7 thoughts on “The End of Monstrous Means

  1. It is interesting. You are only a war criminal if you lose the war. I do remember that William Calley was tried for war crimes by his own country and certainly enlisted troops are being tried for “war crimes” in Iraq, but I don't know of any instances where the people making the policy or the big decisions have been convicted of war crimes by the “winning” or surviving side in a war.
    Interestingly Curtis Lemay ran for vice president a generation later as George Wallace's running mate in 1968.

  2. I don't know why I never made the George Wallace vp connection before. Ole ScorchedBoiledBaked LeMay — what a species.
    The bigger & higher up El Ladder a hideous-policy person you are, the bigger and more celebrity-ridden your funeral is.
    You wanna lead? Be willing to kill. Somehow if you do death + mutilation + torture on big enough a scale, you're glorified rather than vilified. Please give me the nice serial killer who only managed 5-10 mutilatees.

  3. As with most adolescents, America shifts and shivers behind a grandiose facade. The whole world will be happier and saner when we do some national soul-searching and become suitably humble.
    The meek haven't inherited the Earth yet. (But at least they won't have to pay an estate tax.)

  4. The trick is to stay engaged and grounded at the same time. It's easy enough to be detached and grounded. The temptation is to be engaged with rage. Tho rage is a rational response in these times made perilous by hubris and gigagreed, it ain't necessarily the most useful fount of energy.
    The alchemy of rage to courage perhaps needs to be tattooed/branded on the forefront of our thoughts/feelings. Very tricky indeed. They want our aversion to rage to prevent us from robust participation.

  5. A friend of mine said, “I killed a young man just like me, hopped up on the heroin of heroism and the poppers of patriotism, a death junkie. But when his blood ran out into the sand, his hour glass smashed, I was responsible for all his hours, all the hours I had and he hadn't — to live them for peace and for the little life. Because if I'd taken the lead, that's what I would have required of him.”
    So are we not responsible for all the lives we're losing because of implacable pride? To live them for peace and for the little life?

  6. Mr.POgblog,
    I was driving home yesterday and the car in front of me had a homemade bumper sticker.
    800,000/minute 2,000/second in Iraq.
    not sure about the math, but I took it as a lucid dreaming sort of sign.

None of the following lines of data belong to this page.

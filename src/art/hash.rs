/// Title hashing.
use sha2::{Digest, Sha256};

/// Length in characters of every digest returned by [`digest`].
pub const DIGEST_HEX_LEN: usize = 64;

/// SHA-256 over the UTF-8 bytes of `text`, as lowercase hex.
pub fn digest(text: &str) -> String {
    let hash = Sha256::digest(text.as_bytes());
    format!("{hash:x}")
}
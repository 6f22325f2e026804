mod state;

use crossterm::event::KeyCode;

pub use state::App;

/// Possible input events the app reacts to.
pub enum AppEvent {
    Tick,
    KeyPress(KeyCode),
}

#[derive(Clone, Copy, Debug, PartialEq, Eq)]
pub enum AppView {
    Preview,
    Help,
}
use std::time::Duration;

use anyhow::Result;
use crossterm::event::{self, Event, KeyEventKind};

use crate::app::{App, AppEvent};

/// Polls for crossterm events and maps them to `AppEvent`s. A quiet
/// timeout and a resize both count as a tick.
pub fn poll(timeout: Duration) -> Result<Option<AppEvent>> {
    if !event::poll(timeout)? {
        return Ok(Some(AppEvent::Tick));
    }
    match event::read()? {
        Event::Key(key) if key.kind == KeyEventKind::Press => {
            Ok(Some(AppEvent::KeyPress(key.code)))
        }
        Event::Resize(..) => Ok(Some(AppEvent::Tick)),
        _ => Ok(None),
    }
}

/// Runs the preview loop. Every tick also samples the system color scheme.
pub fn run(app: &mut App, terminal: &mut crate::tui::Terminal) -> Result<()> {
    let tick_rate = Duration::from_millis(250);

    while app.running {
        terminal.draw(|frame| crate::ui::draw(frame, app))?;

        if let Some(event) = poll(tick_rate)? {
            app.update(event);
        }
    }
    Ok(())
}
/// Error taxonomy for the art pipeline.
use std::path::PathBuf;

use thiserror::Error;

pub type Result<T> = std::result::Result<T, ArtError>;

/// The caller handed us something we refuse to turn into art.
#[derive(Debug, Error, PartialEq, Eq)]
pub enum InputError {
    #[error("digest too short for a seed: need {needed} hex characters, got {got}")]
    ShortDigest { needed: usize, got: usize },

    #[error("digest prefix is not hexadecimal: {prefix:?}")]
    MalformedDigest { prefix: String },

    #[error("palette is empty")]
    EmptyPalette,

    #[error("grid dimensions must be non-zero (got {width}x{height})")]
    EmptyGrid { width: usize, height: usize },

    #[error("cell size must be at least one pixel")]
    ZeroCellSize,

    #[error("{width}x{height} grid at cell size {cell_size} does not fit a u32 canvas")]
    CanvasTooLarge {
        width: usize,
        height: usize,
        cell_size: u32,
    },

    #[error("invalid color {value:?}, expected #RRGGBB")]
    InvalidColor { value: String },

    #[error("invalid theme {value:?}, expected light or dark")]
    InvalidTheme { value: String },
}

/// Something outside the pipeline is missing or broken.
#[derive(Debug, Error)]
pub enum EnvironmentError {
    #[error("drawing surface unavailable: {reason}")]
    SurfaceUnavailable { reason: String },

    #[error("could not encode {path}: {source}")]
    Encode {
        path: PathBuf,
        #[source]
        source: image::ImageError,
    },

    #[error("I/O error: {0}")]
    Io(#[from] std::io::Error),
}

#[derive(Debug, Error)]
pub enum ArtError {
    #[error(transparent)]
    Input(#[from] InputError),

    #[error(transparent)]
    Environment(#[from] EnvironmentError),
}

impl ArtError {
    #[must_use]
    pub fn is_input(&self) -> bool {
        matches!(self, Self::Input(_))
    }

    #[must_use]
    pub fn surface_unavailable(reason: impl Into<String>) -> Self {
        Self::Environment(EnvironmentError::SurfaceUnavailable {
            reason: reason.into(),
        })
    }
}

#[cfg(test)]
mod tests {
    use super::*;

    #[test]
    fn input_errors_are_classified() {
        let err: ArtError = InputError::EmptyPalette.into();
        assert!(err.is_input());
        assert_eq!(err.to_string(), "palette is empty");
    }

    #[test]
    fn environment_errors_are_not_input() {
        let err = ArtError::surface_unavailable("no canvas");
        assert!(!err.is_input());
        assert_eq!(err.to_string(), "drawing surface unavailable: no canvas");
    }
}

  7. snopes, the little life indeed. If we all grokked the little life, I doubt we'd bear to kill, directly or by proxy. Thank your friend for letting you share his heart-wrenching thoughts.
    cl, It is a sign, a sign, for sure. It's actually more like $3333 per second in Iraq, but if the meme (idea virus) can get into the zeitgeist, hurray hurray. I hope you pulled along side this excellent citizen and waved and grinned with urgent fellow-feeling!